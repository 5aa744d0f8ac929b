//! Address resolver.
//!
//! [`AddressResolver`] owns the loaded record lists, both address tables,
//! the communication flags and the active filter list. Loads take the write
//! lock only after the file has been parsed; swaps take the read lock, so a
//! rebuild never interleaves with a lookup.
//!
//! ```rust,no_run
//! use devcomm_core::{AddressResolver, DevCommConfig};
//!
//! let resolver = AddressResolver::new(DevCommConfig::default())?;
//! resolver.load_device_mapping_file("maps/device.map")?;
//! if let Some(addr) = resolver.resolve_device_address("DEV1:INWORD")? {
//!     println!("target {}", addr.target_addr);
//! }
//! # Ok::<(), devcomm_core::Error>(())
//! ```

use parking_lot::RwLock;
use serde::{Deserialize, Serialize};
use std::path::{Path, PathBuf};
use tracing::{debug, info};

use crate::bounded::BoundedString;
use crate::config::{DevCommConfig, ReloadPolicy};
use crate::error::{CommKind, Error, Result};
use crate::filter::{DeviceFilter, PlcFieldFilter, PlcFilter};
use crate::loader::{self, LoadMode, SkippedLine};
use crate::model::{DevCommAddrInfo, DevCommFilterInfo, DevMemInfo, PlcCommAddrInfo, PlcMemInfo};
use crate::table::{build_device_table, build_plc_table, DeviceAddressTable, PlcAddressTable};
use crate::util::matches_filter_list;

/// Counts reported after a load.
#[derive(Debug, Clone, Default, PartialEq, Eq, Serialize, Deserialize)]
pub struct LoadSummary {
    pub paths: Vec<PathBuf>,
    pub device_loaded: usize,
    pub plc_loaded: usize,
    pub skipped: Vec<SkippedLine>,
}

impl LoadSummary {
    pub fn loaded(&self) -> usize {
        self.device_loaded + self.plc_loaded
    }

    pub fn skipped_count(&self) -> usize {
        self.skipped.len()
    }
}

/// Snapshot of resolver state.
#[derive(Debug, Clone, PartialEq, Eq, Serialize, Deserialize)]
pub struct ResolverStats {
    pub device_records: usize,
    pub plc_records: usize,
    pub device_entries: usize,
    pub plc_entries: usize,
    pub device_comm_enabled: bool,
    pub plc_comm_enabled: bool,
    pub comm_filters: Vec<DevCommFilterInfo>,
}

/// Records parsed from files but not yet committed to the resolver.
#[derive(Default)]
struct PendingLoad {
    summary: LoadSummary,
    device: Option<Vec<DevMemInfo>>,
    plc: Option<Vec<PlcMemInfo>>,
}

impl PendingLoad {
    fn note_path(&mut self, path: &Path) {
        if !self.summary.paths.iter().any(|p| p == path) {
            self.summary.paths.push(path.to_path_buf());
        }
    }

    fn add_device(&mut self, path: &Path, records: Vec<DevMemInfo>, skipped: Vec<SkippedLine>) {
        self.note_path(path);
        self.summary.device_loaded += records.len();
        self.summary.skipped.extend(skipped);
        self.device.get_or_insert_with(Vec::new).extend(records);
    }

    fn add_plc(&mut self, path: &Path, records: Vec<PlcMemInfo>, skipped: Vec<SkippedLine>) {
        self.note_path(path);
        self.summary.plc_loaded += records.len();
        self.summary.skipped.extend(skipped);
        self.plc.get_or_insert_with(Vec::new).extend(records);
    }
}

#[derive(Debug, Default)]
struct ResolverState {
    config: DevCommConfig,
    dev_records: Vec<DevMemInfo>,
    plc_records: Vec<PlcMemInfo>,
    dev_table: DeviceAddressTable,
    plc_table: PlcAddressTable,
    comm_filters: Vec<DevCommFilterInfo>,
}

impl ResolverState {
    /// Merge parsed records according to the reload policy and rebuild the
    /// affected tables from scratch.
    fn commit(&mut self, pending: PendingLoad) {
        let sep = self.config.key_separator;
        let replace = self.config.reload_policy == ReloadPolicy::Replace;

        if let Some(records) = pending.device {
            if replace {
                self.dev_records.clear();
            }
            self.dev_records.extend(records);
            self.dev_table = build_device_table(&self.dev_records, sep);
            info!(
                category = "devcomm",
                records = self.dev_records.len(),
                entries = self.dev_table.len(),
                "Rebuilt device address table"
            );
        }
        if let Some(records) = pending.plc {
            if replace {
                self.plc_records.clear();
            }
            self.plc_records.extend(records);
            self.plc_table = build_plc_table(&self.plc_records, sep);
            info!(
                category = "devcomm",
                records = self.plc_records.len(),
                entries = self.plc_table.len(),
                "Rebuilt PLC address table"
            );
        }
    }
}

/// Translates device and PLC memory references into mapped addresses.
#[derive(Debug, Default)]
pub struct AddressResolver {
    state: RwLock<ResolverState>,
}

impl AddressResolver {
    /// Create an empty resolver. Flags start as configured.
    pub fn new(config: DevCommConfig) -> Result<Self> {
        config.validate()?;
        Ok(Self {
            state: RwLock::new(ResolverState {
                config,
                ..ResolverState::default()
            }),
        })
    }

    pub fn config(&self) -> DevCommConfig {
        self.state.read().config.clone()
    }

    /// Enable or disable device address swaps.
    pub fn set_device_comm_flag(&self, enabled: bool) {
        self.state.write().config.device_comm_enabled = enabled;
        info!(category = "devcomm", enabled, "Device communication flag set");
    }

    /// Enable or disable PLC address swaps.
    pub fn set_plc_comm_flag(&self, enabled: bool) {
        self.state.write().config.plc_comm_enabled = enabled;
        info!(category = "devcomm", enabled, "PLC communication flag set");
    }

    pub fn device_comm_enabled(&self) -> bool {
        self.state.read().config.device_comm_enabled
    }

    pub fn plc_comm_enabled(&self) -> bool {
        self.state.read().config.plc_comm_enabled
    }

    /// Remember the combined mapping file used by [`AddressResolver::reload`].
    pub fn init_map_file_path(&self, path: impl AsRef<Path>) -> Result<()> {
        let path = BoundedString::from_path(path.as_ref())?;
        debug!(category = "devcomm", path = %path, "Mapping file path set");
        self.state.write().config.mem_map_path = Some(PathBuf::from(path.into_inner()));
        Ok(())
    }

    fn commit(&self, pending: PendingLoad) -> LoadSummary {
        let summary = pending.summary.clone();
        self.state.write().commit(pending);
        summary
    }

    /// Load a device mapping file and rebuild the device table.
    pub fn load_device_mapping_file(&self, path: impl AsRef<Path>) -> Result<LoadSummary> {
        let path = path.as_ref();
        let config = self.config();
        let report = loader::load_device_mapping_file(path, &config)?;

        let mut pending = PendingLoad::default();
        pending.add_device(path, report.records, report.skipped);
        Ok(self.commit(pending))
    }

    /// Load a PLC mapping file and rebuild the PLC table.
    pub fn load_plc_mapping_file(&self, path: impl AsRef<Path>) -> Result<LoadSummary> {
        let path = path.as_ref();
        let config = self.config();
        let report = loader::load_plc_mapping_file(path, &config)?;

        let mut pending = PendingLoad::default();
        pending.add_plc(path, report.records, report.skipped);
        Ok(self.commit(pending))
    }

    /// Load a file whose kind is given by `mode`, or inferred with [`LoadMode::Auto`].
    ///
    /// Only tables the file addressed are rebuilt: the forced kind, a
    /// section header, or a record line of that shape. An empty section
    /// still clears its table under [`ReloadPolicy::Replace`].
    pub fn load_mem_mapping_file(&self, path: impl AsRef<Path>, mode: LoadMode) -> Result<LoadSummary> {
        let path = path.as_ref();
        let config = self.config();
        let mut pending = PendingLoad::default();
        self.read_mem_mapping_file(path, mode, &config, &mut pending)?;
        Ok(self.commit(pending))
    }

    fn read_mem_mapping_file(
        &self,
        path: &Path,
        mode: LoadMode,
        config: &DevCommConfig,
        pending: &mut PendingLoad,
    ) -> Result<()> {
        let report = loader::load_mem_mapping_file(path, mode, config)?;
        let touches_device = report.saw_device;
        let touches_plc = report.saw_plc;

        pending.note_path(path);
        pending.summary.skipped.extend(report.skipped);
        pending.summary.skipped.extend(report.device.skipped);
        pending.summary.skipped.extend(report.plc.skipped);
        if touches_device {
            pending.add_device(path, report.device.records, Vec::new());
        }
        if touches_plc {
            pending.add_plc(path, report.plc.records, Vec::new());
        }
        Ok(())
    }

    /// Reload every mapping file named in the config.
    ///
    /// All files are parsed before anything is committed; if one fails the
    /// resolver keeps its previous state.
    pub fn reload(&self) -> Result<LoadSummary> {
        let config = self.config();
        if config.mem_map_path.is_none()
            && config.device_map_path.is_none()
            && config.plc_map_path.is_none()
        {
            return Err(Error::Config("no mapping file path configured".to_string()));
        }

        let mut pending = PendingLoad::default();
        if let Some(path) = &config.mem_map_path {
            self.read_mem_mapping_file(path, LoadMode::Auto, &config, &mut pending)?;
        }
        if let Some(path) = &config.device_map_path {
            let report = loader::load_device_mapping_file(path, &config)?;
            pending.add_device(path, report.records, report.skipped);
        }
        if let Some(path) = &config.plc_map_path {
            let report = loader::load_plc_mapping_file(path, &config)?;
            pending.add_plc(path, report.records, report.skipped);
        }
        Ok(self.commit(pending))
    }

    /// Drop all records and tables. Flags and filters are kept.
    pub fn clear(&self) {
        let mut state = self.state.write();
        state.dev_records.clear();
        state.plc_records.clear();
        state.dev_table = DeviceAddressTable::default();
        state.plc_table = PlcAddressTable::default();
        info!(category = "devcomm", "Cleared address tables");
    }

    /// Replace the active filter list.
    pub fn set_comm_filters(&self, filters: Vec<DevCommFilterInfo>) {
        self.state.write().comm_filters = filters;
    }

    /// Add or update one active filter by name.
    pub fn add_comm_filter(&self, filter: DevCommFilterInfo) {
        let mut state = self.state.write();
        match state
            .comm_filters
            .iter_mut()
            .find(|f| f.filter_name.eq_ignore_ascii_case(&filter.filter_name))
        {
            Some(existing) => existing.filter_value = filter.filter_value,
            None => state.comm_filters.push(filter),
        }
    }

    pub fn comm_filters(&self) -> Vec<DevCommFilterInfo> {
        self.state.read().comm_filters.clone()
    }

    /// Resolve a device filter such as `DEV1:INWORD`.
    ///
    /// `Ok(None)` means no mapping matched.
    #[doc(alias = "swap")]
    pub fn resolve_device_address(&self, filter: &str) -> Result<Option<DevCommAddrInfo>> {
        let state = self.state.read();
        if !state.config.device_comm_enabled {
            return Err(Error::FeatureDisabled(CommKind::Device));
        }

        let sep = state.config.key_separator;
        let filter = DeviceFilter::parse(filter, sep)?;
        let key = filter.key(sep);
        if !matches_filter_list(&state.comm_filters, &filter.constraints) {
            debug!(category = "devcomm", key = %key, "Device filter constraints not met");
            return Ok(None);
        }

        let entry = state.dev_table.get(&key).cloned();
        debug!(category = "devcomm", key = %key, found = entry.is_some(), "Device address swap");
        Ok(entry)
    }

    /// Resolve a PLC filter such as `M1:V1:WORD`.
    ///
    /// `extra` is a secondary filter over non-key fields (see
    /// [`PlcFieldFilter`]); when given, the entry must match it too.
    #[doc(alias = "swap")]
    pub fn resolve_plc_address(
        &self,
        filter: &str,
        extra: Option<&str>,
    ) -> Result<Option<PlcCommAddrInfo>> {
        let state = self.state.read();
        if !state.config.plc_comm_enabled {
            return Err(Error::FeatureDisabled(CommKind::Plc));
        }

        let sep = state.config.key_separator;
        let filter = PlcFilter::parse(filter, sep)?;
        let extra = extra.map(PlcFieldFilter::parse).transpose()?;
        let key = filter.key(sep);
        if !matches_filter_list(&state.comm_filters, &filter.constraints) {
            debug!(category = "devcomm", key = %key, "PLC filter constraints not met");
            return Ok(None);
        }

        let entry = state
            .plc_table
            .get(&key)
            .filter(|entry| extra.as_ref().is_none_or(|f| f.matches(entry)))
            .cloned();
        debug!(category = "devcomm", key = %key, found = entry.is_some(), "PLC address swap");
        Ok(entry)
    }

    /// Replace `filter` in place with the mapped device target address.
    ///
    /// Returns `Ok(false)` and leaves `filter` untouched when nothing matched.
    pub fn swap_dev_comm_addr(&self, filter: &mut String) -> Result<bool> {
        match self.resolve_device_address(filter)? {
            Some(entry) => {
                *filter = entry.target_addr;
                Ok(true)
            }
            None => Ok(false),
        }
    }

    /// Replace `filter` in place with the mapped PLC target address.
    pub fn swap_plc_comm_addr(&self, filter: &mut String, extra: Option<&str>) -> Result<bool> {
        match self.resolve_plc_address(filter, extra)? {
            Some(entry) => {
                *filter = entry.plc_target_addr;
                Ok(true)
            }
            None => Ok(false),
        }
    }

    pub fn device_records(&self) -> Vec<DevMemInfo> {
        self.state.read().dev_records.clone()
    }

    pub fn plc_records(&self) -> Vec<PlcMemInfo> {
        self.state.read().plc_records.clone()
    }

    /// Copy of the current device table.
    pub fn device_table(&self) -> DeviceAddressTable {
        self.state.read().dev_table.clone()
    }

    /// Copy of the current PLC table.
    pub fn plc_table(&self) -> PlcAddressTable {
        self.state.read().plc_table.clone()
    }

    /// Device table keys, sorted.
    pub fn device_keys(&self) -> Vec<String> {
        let mut keys: Vec<String> = self.state.read().dev_table.keys().map(str::to_string).collect();
        keys.sort();
        keys
    }

    /// PLC table keys, sorted.
    pub fn plc_keys(&self) -> Vec<String> {
        let mut keys: Vec<String> = self.state.read().plc_table.keys().map(str::to_string).collect();
        keys.sort();
        keys
    }

    pub fn stats(&self) -> ResolverStats {
        let state = self.state.read();
        ResolverStats {
            device_records: state.dev_records.len(),
            plc_records: state.plc_records.len(),
            device_entries: state.dev_table.len(),
            plc_entries: state.plc_table.len(),
            device_comm_enabled: state.config.device_comm_enabled,
            plc_comm_enabled: state.config.plc_comm_enabled,
            comm_filters: state.comm_filters.clone(),
        }
    }
}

_ _ _ _

→ **Your goal**:
Locate the lines above that hold the word "paths". Show every one of them.

→ **Solution for this exercise**:
    pub paths: Vec<PathBuf>,
        if !self.summary.paths.iter().any(|p| p == path) {
            self.summary.paths.push(path.to_path_buf());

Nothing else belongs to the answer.